Eu te conheci no meio do caminho. De dois caminhos. E a água que passava por debaixo de nossas pontes, molhava nossos joelhos e afogava nossas angústias. E cada angústia que eu contei na meia luz do seu peito, se tornaria uma forma de me acusar por ser tanto e não saber a hora de parar de sermos nós. Foi como entregar nas mãos do algoz a munição para ser ferido. Feri meus pés, mas continuei andando.

“Ninguém poderia ter tanto de si na própria vida, a ponto de não deixar ninguém entrar”, eu pensava. E eu pesava. Eu pesava milhares de quilos de borboletas que morreram no meu estômago todas as vezes que nesses meios de caminhos, você seguia e soltava minha mão. E soltava uma ilusão que daria de cara com o muro que eu fui erguendo a cada novo tropeço e morreria como tantas outras borboletas tristes.
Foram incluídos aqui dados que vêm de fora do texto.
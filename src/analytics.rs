//! Word-frequency ranking over stored questions

use std::collections::HashMap;

use crate::models::WordCount;

/// Split text into lowercase words
///
/// The text is lowercased before splitting, so marks introduced by
/// lowercasing act as separators. A word is a maximal run of alphanumeric or
/// underscore characters.
pub fn tokenize(text: &str) -> Vec<String> {
    text.to_lowercase()
        .split(|c: char| !(c.is_alphanumeric() || c == '_'))
        .filter(|word| !word.is_empty())
        .map(str::to_string)
        .collect()
}

/// Counts words in first-seen order
#[derive(Debug, Default)]
pub struct WordCounter {
    index: HashMap<String, usize>,
    counts: Vec<(String, u64)>,
}

impl WordCounter {
    pub fn new() -> Self {
        Self::default()
    }

    /// Count every word in `text`
    pub fn add_text(&mut self, text: &str) {
        for word in tokenize(text) {
            match self.index.get(&word) {
                Some(&slot) => self.counts[slot].1 += 1,
                None => {
                    self.index.insert(word.clone(), self.counts.len());
                    self.counts.push((word, 1));
                }
            }
        }
    }

    /// The `n` most frequent words; equal counts keep first-seen order
    pub fn most_common(&self, n: usize) -> Vec<WordCount> {
        let mut ranked: Vec<&(String, u64)> = self.counts.iter().collect();
        // sort_by is stable
        ranked.sort_by(|a, b| b.1.cmp(&a.1));
        ranked
            .into_iter()
            .take(n)
            .map(|(word, count)| WordCount {
                word: word.clone(),
                count: *count,
            })
            .collect()
    }
}

/// Top `n` words across a set of questions
pub fn top_words<I, S>(questions: I, n: usize) -> Vec<WordCount>
where
    I: IntoIterator<Item = S>,
    S: AsRef<str>,
{
    let mut counter = WordCounter::new();
    for question in questions {
        counter.add_text(question.as_ref());
    }
    counter.most_common(n)
}
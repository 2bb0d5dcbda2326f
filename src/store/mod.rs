//! SQLite-backed Q&A log
//!
//! A single append-only `faq` table. See [`FaqStore`] for the operations.

pub mod client;
pub mod error;
pub mod record;

pub use client::FaqStore;
pub use error::{Result, StoreError};
pub use record::QARecord;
E do lado de fora de toda essa vida que poderia ser simples, tão fácil quanto os outros amores que acontecem por aí, eu fechei meus olhos no meio de dois caminhos. E fui soltando de dentro de mim os perdões que eu deixei para depois. E fui amando meus demônios como se fosse possível realmente me resolver com eles. E os pares de caminhos foram se abrindo, eu fui vendo espelhos diante de mim e fui tentando abrir meus olhos e começar a admirar tudo aquilo que você não ama. E encontrei, entre dois caminhos, quem precisava de todo amor do mundo e tinha se esquecido disso.

Eu me abracei, eu me apertei nos meus braços e beijei minha testa em sinal de respeito. Eu depositei em mim todas as minhas esperanças. Eu segurei firme a minha mão. E eu me acompanhei, mesmo querendo que ao meu lado estivesse você. Porque entre todos os caminhos que eu poderia ter cruzado, nenhum deles me faria chegar até aqui. Nenhum deles me daria as dores e as certezas que eu tenho agora. Nenhum deles me tiraria de você para me devolver a ponto de entender que de nós só restou o silêncio.